La impunidad es total, hasta el momento. Todos los que espiaron, fraguaron causas, metieron presa a gente inocente (de las causas fraguadas, por lo pronto) y entregaron maniatada a la Argentina a la más grande de las potencias coloniales de este tiempo, la están pasando mejor que vos y yo. Me subleva que tanta gente que se manifiesta solidaria con Ucrania ante la invasión rusa no perciba que, al recurrir al FMI, el macrismo abrió las puertas de la fortaleza argentina y facilitó que nos invadiesen a nosotros. Los conquistadores volvieron a ocupar nuestro territorio sin disparar un tiro. Por eso hoy somos un país soberano en los papeles, nomás. Soberano sos cuando decidís libremente sobre tu destino, pero ahora, endeudados como estamos, debemos obediencia a una autoridad supra-estatal que condicionará nuestros sueldos, determinará nuestros gastos y decidirá sobre nuestros recursos naturales como si fuesen suyos.
Por eso me lo tomo en serio. Porque no puede ser más serio.

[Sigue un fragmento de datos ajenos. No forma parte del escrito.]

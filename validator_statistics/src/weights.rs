use core::num::NonZeroU64;

use serde::Serialize;
use types::{
    config::{ConfigError, SpecMap},
    consts::{
        PROPOSER_WEIGHT, SYNC_REWARD_WEIGHT, TIMELY_HEAD_WEIGHT, TIMELY_SOURCE_WEIGHT,
        TIMELY_TARGET_WEIGHT, WEIGHT_DENOMINATOR,
    },
};

use crate::participation::VoteFlags;

/// Altair reward weights as configured on the chain being analyzed.
#[derive(Clone, Copy, PartialEq, Eq, Debug, Serialize)]
pub struct RewardWeights {
    pub timely_source: u64,
    pub timely_target: u64,
    pub timely_head: u64,
    pub sync_reward: u64,
    pub proposer: u64,
    pub denominator: NonZeroU64,
}

impl Default for RewardWeights {
    fn default() -> Self {
        Self {
            timely_source: TIMELY_SOURCE_WEIGHT,
            timely_target: TIMELY_TARGET_WEIGHT,
            timely_head: TIMELY_HEAD_WEIGHT,
            sync_reward: SYNC_REWARD_WEIGHT,
            proposer: PROPOSER_WEIGHT,
            denominator: WEIGHT_DENOMINATOR,
        }
    }
}

impl RewardWeights {
    /// Missing weights fall back to their Altair values. Weights of the wrong kind are errors.
    pub fn from_spec(spec: &SpecMap) -> Result<Self, ConfigError> {
        let denominator = spec.uint_or("WEIGHT_DENOMINATOR", WEIGHT_DENOMINATOR.get())?;

        Ok(Self {
            timely_source: spec.uint_or("TIMELY_SOURCE_WEIGHT", TIMELY_SOURCE_WEIGHT)?,
            timely_target: spec.uint_or("TIMELY_TARGET_WEIGHT", TIMELY_TARGET_WEIGHT)?,
            timely_head: spec.uint_or("TIMELY_HEAD_WEIGHT", TIMELY_HEAD_WEIGHT)?,
            sync_reward: spec.uint_or("SYNC_REWARD_WEIGHT", SYNC_REWARD_WEIGHT)?,
            proposer: spec.uint_or("PROPOSER_WEIGHT", PROPOSER_WEIGHT)?,
            denominator: NonZeroU64::new(denominator).ok_or(ConfigError::ZeroValue {
                key: "WEIGHT_DENOMINATOR",
            })?,
        })
    }

    /// The share of a full attestation reward earned by a vote with `flags`.
    #[must_use]
    pub fn attestation_score(&self, flags: VoteFlags) -> f64 {
        let earned = [
            (flags.target_correct && flags.target_timely, self.timely_target),
            (flags.source_timely, self.timely_source),
            (flags.head_correct && flags.head_timely, self.timely_head),
        ]
        .into_iter()
        .filter_map(|(satisfied, weight)| satisfied.then_some(weight))
        .sum();

        self.fraction(earned)
    }

    #[must_use]
    pub fn sync_score(&self) -> f64 {
        self.fraction(self.sync_reward)
    }

    #[expect(clippy::cast_precision_loss)]
    #[expect(clippy::float_arithmetic)]
    fn fraction(&self, weight: u64) -> f64 {
        weight as f64 / self.denominator.get() as f64
    }
}
use reqwest::StatusCode;
use thiserror::Error;

use crate::node::Capability;

#[derive(Debug, Error)]
pub enum ApiError {
    #[error("deadline passed before the beacon node responded")]
    Timeout,
    #[error("request to beacon node failed")]
    Network(#[source] reqwest::Error),
    #[error("invalid beacon node URL")]
    InvalidUrl(#[from] url::ParseError),
    #[error("received unexpected status code: {received}, expected: {expected}")]
    UnexpectedStatusCode {
        expected: StatusCode,
        received: StatusCode,
    },
    #[error("beacon node response could not be decoded")]
    Malformed(#[source] serde_json::Error),
    #[error("beacon node lacks required capability: {0}")]
    MissingCapability(Capability),
    #[error("beacon node does not support {0}")]
    Unsupported(Capability),
}

impl From<reqwest::Error> for ApiError {
    fn from(error: reqwest::Error) -> Self {
        if error.is_timeout() {
            Self::Timeout
        } else {
            Self::Network(error)
        }
    }
}
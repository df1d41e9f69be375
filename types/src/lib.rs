pub mod bits;
pub mod combined;
pub mod config;
pub mod consts;
pub mod containers;
pub mod error;
pub mod nonstandard;
pub mod primitives;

¿Quieren medir la temperatura social del país en estos días, para ver cómo andamos? Seis machos de clase media, casi todos rubiones (¿se imaginan si hubiesen sido morochos?), violaron a una mujer en pleno día, en el corazón de la urbe macrista por antonomasia, porque asumieron que no iban a tocarlos. Nadie se anima a hacer semejante cosa a no ser que dé por sentado que este país es una joda, que acá nadie va preso a no ser que pertenezca a cierta sub-clase social. Ahí lo tenés a Chano Carpentier, con nuevo registro concedido por el alcalde de nuestra Ciudad Gótica. Si vos o yo hubiésemos hecho lo mismo que Chano en la vía pública, se nos prohibiría circular hasta en triciclo.

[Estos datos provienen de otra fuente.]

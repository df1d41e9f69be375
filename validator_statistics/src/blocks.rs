use std::{collections::HashMap, rc::Rc};

use beacon_api::{ApiError, BeaconNode};
use log::trace;
use types::{
    combined::SignedBeaconBlock,
    primitives::{Slot, H256},
};

/// Blocks fetched during one run, by slot and by root.
///
/// A slot without a block is cached as `None` and never requested again.
pub struct BlockCache<'node, N: ?Sized> {
    node: &'node N,
    by_slot: HashMap<Slot, Option<Rc<SignedBeaconBlock>>>,
    by_root: HashMap<H256, Option<Rc<SignedBeaconBlock>>>,
}

impl<'node, N: BeaconNode + ?Sized> BlockCache<'node, N> {
    #[must_use]
    pub fn new(node: &'node N) -> Self {
        Self {
            node,
            by_slot: HashMap::new(),
            by_root: HashMap::new(),
        }
    }

    pub fn at_slot(&mut self, slot: Slot) -> Result<Option<Rc<SignedBeaconBlock>>, ApiError> {
        if let Some(entry) = self.by_slot.get(&slot) {
            return Ok(entry.clone());
        }

        trace!("fetching block at slot {slot}");

        let block = self.node.signed_beacon_block(slot.into())?.map(Rc::new);
        self.by_slot.insert(slot, block.clone());

        Ok(block)
    }

    pub fn with_root(&mut self, root: H256) -> Result<Option<Rc<SignedBeaconBlock>>, ApiError> {
        if let Some(entry) = self.by_root.get(&root) {
            return Ok(entry.clone());
        }

        trace!("fetching block {root:?}");

        let block = self.node.signed_beacon_block(root.into())?.map(Rc::new);
        self.by_root.insert(root, block.clone());

        Ok(block)
    }
}
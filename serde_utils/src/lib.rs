pub mod string_or_native;
pub mod string_or_native_sequence;
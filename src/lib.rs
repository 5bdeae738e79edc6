//! kinarow - multiplayer K-in-a-row tic-tac-toe with accounts and stats.
//!
//! # Architecture
//!
//! - **Game**: variable-size board, incremental win detection from the last
//!   move, and the state machine driving them
//! - **Session**: two-seat multiplayer sessions, one lock per manager
//! - **Db**: diesel/SQLite persistence for accounts and finished games
//! - **Auth**: bcrypt password hashing and JWT session tokens
//! - **Server**: axum REST API tying the layers together
//!
//! # Example
//!
//! ```
//! use kinarow::game::{Game, GameStatus, PlayOutcome, Player};
//!
//! let mut game = Game::new(5, 4);
//! assert_eq!(game.current_player(), Player::X);
//! assert_eq!(game.play(2, 2), PlayOutcome::Continued);
//! assert_eq!(game.status(), GameStatus::InProgress);
//! ```

#![warn(missing_docs)]
#![forbid(unsafe_code)]

pub mod auth;
mod cli;
pub mod db;
pub mod game;
mod seed;
mod server;
mod service;
mod session;

pub use cli::{Cli, Command};
pub use seed::seed_guest_accounts;
pub use server::{ApiError, AppState, AuthUser, SessionView, UserView, router};
pub use service::{PlayerService, ServiceError};
pub use session::{GameSession, SeatedPlayer, SessionError, SessionManager};
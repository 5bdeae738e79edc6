//! Guest account seeding.

use tracing::{info, instrument};

use crate::auth;
use crate::db::{GameRepository, NewUser};
use crate::service::ServiceError;

/// The pre-seeded guest roster. Usable without registration, persisted like
/// regular accounts for stats purposes.
const GUEST_ACCOUNTS: [(&str, &str); 10] = [
    ("EcoWarrior GreenHeart", "guest1pass"),
    ("SolarPump Champion", "guest2pass"),
    ("GeothermalGuru", "guest3pass"),
    ("HeatWave Hero", "guest4pass"),
    ("EfficientEagle", "guest5pass"),
    ("GreenEnergy Wizard", "guest6pass"),
    ("ThermalThunder", "guest7pass"),
    ("EcoFriendly Phoenix", "guest8pass"),
    ("RenewableRanger", "guest9pass"),
    ("SustainableSage", "guest10pass"),
];

/// Creates any guest accounts that do not exist yet.
///
/// Idempotent: existing accounts are left untouched. Returns how many
/// accounts were created.
///
/// # Errors
///
/// Returns [`ServiceError`] on a database or hashing failure.
#[instrument(skip(repository))]
pub fn seed_guest_accounts(repository: &GameRepository) -> Result<usize, ServiceError> {
    let mut created = 0;
    for (username, password) in GUEST_ACCOUNTS {
        if repository.get_user_by_username(username)?.is_some() {
            info!(username, "Guest account already exists");
            continue;
        }
        let password_hash = auth::hash_password(password)?;
        let user = repository.create_user(NewUser::new(
            username.to_string(),
            username.to_string(),
            password_hash,
            true,
        ))?;
        info!(user_id = user.id(), username, "Created guest account");
        created += 1;
    }
    info!(created, "Guest account seeding completed");
    Ok(created)
}
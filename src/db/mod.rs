//! Database persistence layer for user accounts and game records.

mod error;
mod models;
mod repository;
mod schema; // Diesel generated schema - internal use only

pub use error::DbError;
pub use models::{GameRecord, NewGameRecord, NewUser, StatsSummary, User};
pub use repository::{GameRepository, MIGRATIONS};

Una democracia es tan buena como su sistema de justicia. Acá podés matar a Santiago y a Rafa, meter presa a gente porque te conviene, espiar sin orden judicial, fraguar pruebas, informar mal a sabiendas, escrachar a personas inocentes por los medios, evadir fortunas y fugarlas, hacer negociados, monopolizar mercados sin control alguno, enajenar propiedades, terrenos y recursos públicos, mandar a un submarino al muere, negar asistencia médica a un moribundo y mucho más, y no te pasa nada. No. Te. Pasa. Nada. De existir un aparato que midiese impunidad, nuestra aguja estaría picando en la zona roja — indicando niveles en los cuales una democracia se vuelve inviable. ¿Cómo no va a candidatearse otra vez este impresentable, cuando la realidad le demuestra que es intocable? Y nosotros seguimos escudándonos en la correlación de fuerzas... Si la dirigencia del campo popular no conduce la insatisfacción que se multiplica en todo el país —y en particular, entre los más jóvenes—, no sólo perderá las elecciones: le entregará la representación de la justicia social a personajes que no pueden ser más inescrupulosos. O se enfrenta a los que se creen los dueños del país, o se suicida.

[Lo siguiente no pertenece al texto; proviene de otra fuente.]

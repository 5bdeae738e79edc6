//! Command-line interface.

use clap::{Parser, Subcommand};

/// kinarow - Multiplayer K-in-a-row tic-tac-toe server
#[derive(Parser, Debug)]
#[command(name = "kinarow")]
#[command(about = "Multiplayer K-in-a-row server with accounts and stats", long_about = None)]
#[command(version)]
pub struct Cli {
    /// Subcommand to run
    #[command(subcommand)]
    pub command: Command,
}

/// Available commands
#[derive(Subcommand, Debug)]
pub enum Command {
    /// Run the HTTP API server
    Serve {
        /// Port to bind to
        #[arg(short, long, default_value = "3000")]
        port: u16,

        /// Host to bind to
        #[arg(long, default_value = "127.0.0.1")]
        host: String,

        /// Path to the database file (created if it doesn't exist)
        #[arg(long, default_value = "kinarow.db")]
        db_path: String,
    },

    /// Seed the guest accounts and exit
    Seed {
        /// Path to the database file (created if it doesn't exist)
        #[arg(long, default_value = "kinarow.db")]
        db_path: String,
    },
}
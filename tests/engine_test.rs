//! Tests for the game state machine.

use kinarow::game::{Cell, Game, GameStatus, PlayOutcome, Player};

#[test]
fn test_fresh_game_state() {
    let game = Game::new(3, 3);
    assert_eq!(game.current_player(), Player::X);
    assert_eq!(game.status(), GameStatus::InProgress);
    assert_eq!(game.move_count(), 0);
    assert!(game.board().cells().iter().all(|c| *c == Cell::Empty));
}

#[test]
fn test_play_writes_active_symbol_and_counts() {
    let mut game = Game::new(3, 3);
    let before = game.current_player();
    assert_eq!(game.play(1, 1), PlayOutcome::Continued);
    assert_eq!(game.board().get(1, 1), Some(Cell::Occupied(before)));
    assert_eq!(game.move_count(), 1);
    assert_eq!(game.current_player(), before.opponent());
}

#[test]
fn test_top_row_win_on_fifth_move() {
    // 3x3, K=3: X(0,0) O(1,1) X(0,1) O(2,2) X(0,2) -> X wins after move 5
    let mut game = Game::new(3, 3);
    assert_eq!(game.play(0, 0), PlayOutcome::Continued);
    assert_eq!(game.play(1, 1), PlayOutcome::Continued);
    assert_eq!(game.play(0, 1), PlayOutcome::Continued);
    assert_eq!(game.play(2, 2), PlayOutcome::Continued);

    let outcome = game.play(0, 2);
    let PlayOutcome::Finished(report) = outcome else {
        panic!("expected terminal transition, got {outcome:?}");
    };
    assert_eq!(game.status(), GameStatus::Won(Player::X));
    assert_eq!(*report.status(), GameStatus::Won(Player::X));
    assert_eq!(*report.moves(), 5);
    assert_eq!(*report.board_size(), 3);
}

#[test]
fn test_full_board_without_line_is_draw() {
    // X O X / O X X / O X O in play order, no three in a row
    let mut game = Game::new(3, 3);
    let moves = [
        (0, 0), // X
        (0, 1), // O
        (0, 2), // X
        (1, 0), // O
        (1, 1), // X
        (2, 0), // O
        (1, 2), // X
        (2, 2), // O
        (2, 1), // X, ninth move fills the board
    ];
    for (i, (row, col)) in moves.iter().enumerate() {
        let outcome = game.play(*row, *col);
        if i < moves.len() - 1 {
            assert_eq!(outcome, PlayOutcome::Continued, "move {i} should continue");
        } else {
            assert!(matches!(outcome, PlayOutcome::Finished(_)));
        }
    }
    assert_eq!(game.status(), GameStatus::Draw);
    assert_eq!(game.move_count(), 9);
}

#[test]
fn test_five_by_five_row_win_exactly_on_fourth_x_move() {
    // 5x5, K=4: X builds (2,0)..(2,3) while O plays elsewhere
    let mut game = Game::new(5, 4);
    assert_eq!(game.play(2, 0), PlayOutcome::Continued); // X
    assert_eq!(game.play(0, 0), PlayOutcome::Continued); // O
    assert_eq!(game.play(2, 1), PlayOutcome::Continued); // X
    assert_eq!(game.play(0, 1), PlayOutcome::Continued); // O
    assert_eq!(game.play(2, 2), PlayOutcome::Continued); // X, run of 3, no win yet
    assert_eq!(game.status(), GameStatus::InProgress);
    assert_eq!(game.play(0, 2), PlayOutcome::Continued); // O

    assert!(matches!(game.play(2, 3), PlayOutcome::Finished(_)));
    assert_eq!(game.status(), GameStatus::Won(Player::X));
}

#[test]
fn test_occupied_cell_is_silent_noop() {
    let mut game = Game::new(3, 3);
    game.play(0, 0);
    let board_before = game.board().clone();
    let player_before = game.current_player();

    assert_eq!(game.play(0, 0), PlayOutcome::Ignored);
    assert_eq!(game.board(), &board_before);
    assert_eq!(game.current_player(), player_before);
    assert_eq!(game.status(), GameStatus::InProgress);
    assert_eq!(game.move_count(), 1);
}

#[test]
fn test_out_of_range_is_silent_noop() {
    let mut game = Game::new(3, 3);
    assert_eq!(game.play(3, 0), PlayOutcome::Ignored);
    assert_eq!(game.play(0, 99), PlayOutcome::Ignored);
    assert_eq!(game.move_count(), 0);
}

#[test]
fn test_moves_after_terminal_ignored() {
    let mut game = Game::new(3, 3);
    for (row, col) in [(0, 0), (1, 0), (0, 1), (1, 1)] {
        game.play(row, col);
    }
    assert!(matches!(game.play(0, 2), PlayOutcome::Finished(_)));

    // Only the first terminal transition carries a report.
    assert_eq!(game.play(2, 2), PlayOutcome::Ignored);
    assert_eq!(game.play(2, 2), PlayOutcome::Ignored);
    assert_eq!(game.status(), GameStatus::Won(Player::X));
    assert_eq!(game.move_count(), 5);
}

#[test]
fn test_reset_clamps_win_length_to_board() {
    // Reset 3x3/K=3 to 7x7 with K requested as 9 -> effective K is 7
    let mut game = Game::new(3, 3);
    game.play(0, 0);
    game.reset(Some(7), Some(9));

    assert_eq!(game.board().size(), 7);
    assert_eq!(game.win_length(), 7);
    assert_eq!(game.current_player(), Player::X);
    assert_eq!(game.move_count(), 0);
    assert_eq!(game.status(), GameStatus::InProgress);
    assert!(game.board().cells().iter().all(|c| *c == Cell::Empty));
}

#[test]
fn test_reset_defaults_reuse_current_settings() {
    let mut game = Game::new(5, 4);
    game.play(0, 0);
    game.reset(None, None);
    assert_eq!(game.board().size(), 5);
    assert_eq!(game.win_length(), 4);
    assert_eq!(game.move_count(), 0);
}

#[test]
fn test_reset_leaves_terminal_state() {
    let mut game = Game::new(3, 3);
    for (row, col) in [(0, 0), (1, 0), (0, 1), (1, 1), (0, 2)] {
        game.play(row, col);
    }
    assert_eq!(game.status(), GameStatus::Won(Player::X));

    game.reset(None, None);
    assert_eq!(game.status(), GameStatus::InProgress);
    assert_eq!(game.play(1, 1), PlayOutcome::Continued);
}

#[test]
fn test_diagonal_win_four_by_four() {
    // 4x4, K=4: X on the main diagonal, O elsewhere
    let mut game = Game::new(4, 4);
    assert_eq!(game.play(0, 0), PlayOutcome::Continued); // X
    assert_eq!(game.play(0, 1), PlayOutcome::Continued); // O
    assert_eq!(game.play(1, 1), PlayOutcome::Continued); // X
    assert_eq!(game.play(0, 2), PlayOutcome::Continued); // O
    assert_eq!(game.play(2, 2), PlayOutcome::Continued); // X
    assert_eq!(game.play(0, 3), PlayOutcome::Continued); // O

    let outcome = game.play(3, 3);
    assert!(matches!(outcome, PlayOutcome::Finished(_)));
    assert_eq!(game.status(), GameStatus::Won(Player::X));
}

No digo que haya que hacer la del Joker o el Acertijo, porque no está en nuestra naturaleza. Como hijos y nietos de Madres y Abuelas, aborrecemos la violencia. Pero si te ponés el traje de Batman y te gusta lo que ves en el espejo, honralo. Batman no sube a esas alturas de Ciudad Gótica para bajar en ascensor. Bancate el vértigo que elegiste y lanzate.
Las tragedias argentinas no nos convirtieron en Batman. Tampoco sé en qué nos convirtieron, porque la metamorfosis no ha terminado. Pero al menos hay un rasgo de esa transformación que ya es evidente, además de alentador. Las tragedias nos convirtieron en un pueblo resiliente, dispuesto a hacer lo que haya que hacer cuando suene la voz de aura, para que tanto sufrimiento no haya sido en vano.
Acá abajo, al menos —a ras de la calle y en las intrincadas venas de los barrios, en las quebradas y en las planicies barridas por los vientos del sur—, coraje es lo que sobra.